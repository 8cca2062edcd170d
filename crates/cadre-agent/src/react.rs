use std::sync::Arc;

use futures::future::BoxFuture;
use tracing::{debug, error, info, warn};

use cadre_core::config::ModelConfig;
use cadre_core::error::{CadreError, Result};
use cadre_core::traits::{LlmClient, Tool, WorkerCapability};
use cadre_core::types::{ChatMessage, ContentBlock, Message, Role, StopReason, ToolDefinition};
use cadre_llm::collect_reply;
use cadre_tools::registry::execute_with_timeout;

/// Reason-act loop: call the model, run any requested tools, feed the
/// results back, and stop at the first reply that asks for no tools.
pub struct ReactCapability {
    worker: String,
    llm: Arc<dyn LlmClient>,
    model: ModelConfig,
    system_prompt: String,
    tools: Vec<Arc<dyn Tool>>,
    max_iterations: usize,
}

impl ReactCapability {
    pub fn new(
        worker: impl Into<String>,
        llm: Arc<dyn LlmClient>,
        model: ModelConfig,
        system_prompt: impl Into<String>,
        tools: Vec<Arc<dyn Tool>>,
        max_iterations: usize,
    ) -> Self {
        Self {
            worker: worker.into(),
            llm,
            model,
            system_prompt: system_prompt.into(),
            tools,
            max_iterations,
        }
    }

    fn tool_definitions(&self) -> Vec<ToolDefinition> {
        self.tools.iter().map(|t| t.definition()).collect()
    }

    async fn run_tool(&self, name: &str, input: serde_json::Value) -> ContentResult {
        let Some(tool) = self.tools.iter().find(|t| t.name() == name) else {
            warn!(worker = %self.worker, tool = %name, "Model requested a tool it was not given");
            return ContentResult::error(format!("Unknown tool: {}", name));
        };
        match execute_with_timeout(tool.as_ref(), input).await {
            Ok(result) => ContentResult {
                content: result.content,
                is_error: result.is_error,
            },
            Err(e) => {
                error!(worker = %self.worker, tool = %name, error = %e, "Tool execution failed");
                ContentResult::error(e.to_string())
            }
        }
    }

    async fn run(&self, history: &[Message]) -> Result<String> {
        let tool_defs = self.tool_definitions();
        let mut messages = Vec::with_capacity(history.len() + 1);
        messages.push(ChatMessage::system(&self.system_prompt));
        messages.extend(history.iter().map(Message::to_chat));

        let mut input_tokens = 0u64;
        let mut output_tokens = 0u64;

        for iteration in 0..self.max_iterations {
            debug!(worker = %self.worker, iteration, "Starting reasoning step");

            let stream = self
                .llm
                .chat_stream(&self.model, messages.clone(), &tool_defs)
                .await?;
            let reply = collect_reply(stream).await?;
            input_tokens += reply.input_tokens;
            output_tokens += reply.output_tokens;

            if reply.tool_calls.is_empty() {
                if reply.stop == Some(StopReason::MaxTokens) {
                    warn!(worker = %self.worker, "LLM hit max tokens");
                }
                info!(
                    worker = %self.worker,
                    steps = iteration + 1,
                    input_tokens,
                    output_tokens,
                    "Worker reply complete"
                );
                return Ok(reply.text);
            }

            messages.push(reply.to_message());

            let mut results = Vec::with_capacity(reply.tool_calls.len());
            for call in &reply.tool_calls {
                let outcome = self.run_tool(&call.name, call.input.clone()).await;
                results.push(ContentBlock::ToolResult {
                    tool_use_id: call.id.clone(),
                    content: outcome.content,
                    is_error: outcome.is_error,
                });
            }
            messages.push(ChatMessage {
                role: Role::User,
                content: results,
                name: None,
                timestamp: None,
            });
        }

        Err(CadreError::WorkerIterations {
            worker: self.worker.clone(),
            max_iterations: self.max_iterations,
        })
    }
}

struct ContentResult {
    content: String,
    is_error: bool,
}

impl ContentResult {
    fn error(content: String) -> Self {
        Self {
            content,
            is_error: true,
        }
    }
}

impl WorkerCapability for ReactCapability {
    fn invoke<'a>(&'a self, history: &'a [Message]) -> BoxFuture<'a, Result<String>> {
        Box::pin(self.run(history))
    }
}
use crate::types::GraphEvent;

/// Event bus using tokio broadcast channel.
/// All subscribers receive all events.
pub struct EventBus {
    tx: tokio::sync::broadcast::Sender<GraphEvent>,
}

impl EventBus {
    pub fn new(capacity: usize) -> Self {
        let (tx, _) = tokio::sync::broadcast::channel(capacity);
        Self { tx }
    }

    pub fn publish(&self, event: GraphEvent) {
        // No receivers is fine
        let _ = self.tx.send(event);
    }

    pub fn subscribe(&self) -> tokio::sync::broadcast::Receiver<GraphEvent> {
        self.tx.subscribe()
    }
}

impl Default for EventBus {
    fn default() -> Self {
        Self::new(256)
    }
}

▸ REQUIRED ACTION
Copy out every line of the listing where the word "return" occurs.

▸ ANSWER TO THIS TASK
            return ContentResult::error(format!("Unknown tool: {}", name));
                return Ok(reply.text);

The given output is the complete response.